The Office of the Public Guardian for England and Wales (OPG) has published some guidance for the two types of attorney, which will help you whether you are looking after their property and financial affairs, or their health and welfare.
Property and financial affairs
As an attorney for property and financial affairs, it’s your responsibility to look after the property and money of the person who made the LPA, who’s known as the donor.
This means you are responsible for their bank and building society accounts, claiming and receiving benefits, pensions and allowances, paying their bills (including for any care), buying or selling their home, and saving or investing on their behalf.
As soon as you become attorney, and while the donor still has mental capacity, make sure you get as much information as possible on where the donor keeps financial information, including the deeds to their home, and get certified copies of the LPA document.
Find out what their long-term plans are, for example, whether they want to sell or let their home if they need to move into a care home. Find out too, what their financial priorities are, for example, how much they like to keep in their current account, and how much to give to charity, or as birthday or other gifts.
Once you start acting as attorney, you will need to keep written records of their income and major outgoings, and keep bills. Make sure that their accounts are separate from your own.
It’s your job to help the donor make their own decisions, if they can. If they are not able to do so, you’ll need to follow any restrictions, conditions or guidance set out in the LPA. If it’s not clear, ask someone who knows the donor what they would be likely to do. Remember that every decision you make must be in their best interests.
Health and welfare
If you are an attorney for health and welfare, you need to make decisions on where the donor lives, which may be their own home or a care home, their day-to-day routine, their personal care and medical treatment.
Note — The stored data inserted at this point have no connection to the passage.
//! Data source trait definition.

use crate::{OutputSize, TimeSeriesTable};

/// Trait for types that can load a daily series for a ticker.
///
/// This trait uses `anyhow::Result` for flexible error handling.
pub trait DailySource {
    fn daily(&self, ticker: &str, output_size: OutputSize) -> anyhow::Result<TimeSeriesTable>;
}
As soon as you become attorney, and while the donor still has mental capacity, get to know the donor a bit better. Ask them where they want to live, and if it’s not specified in the LPA, whether they have made any care plans, including a living will. Find out what their preferences are, including diet, dress, hobbies, and where they like to spend their time. Ask what should happen to any pets, if they can no longer care for them.
Get certified copies of the LPA document, and contact details for their care providers, such as their doctor, dentist and optician.
When you become attorney you will need to follow any conditions set out in the LPA. If there is no clear guidance, ask others who know the donor.
As the donor’s attorney, you must help them reach their own decisions, if they can. You must always act honestly and in their best interests. Keep records of why you made particular decisions
Give your own contact details, as well as details of the donor’s likes and dislikes, to other people involved, including their family and friends, their doctor and other healthcare staff, and carers or care home staff. They may want to see proof of your identity and a certified copy of the LPA.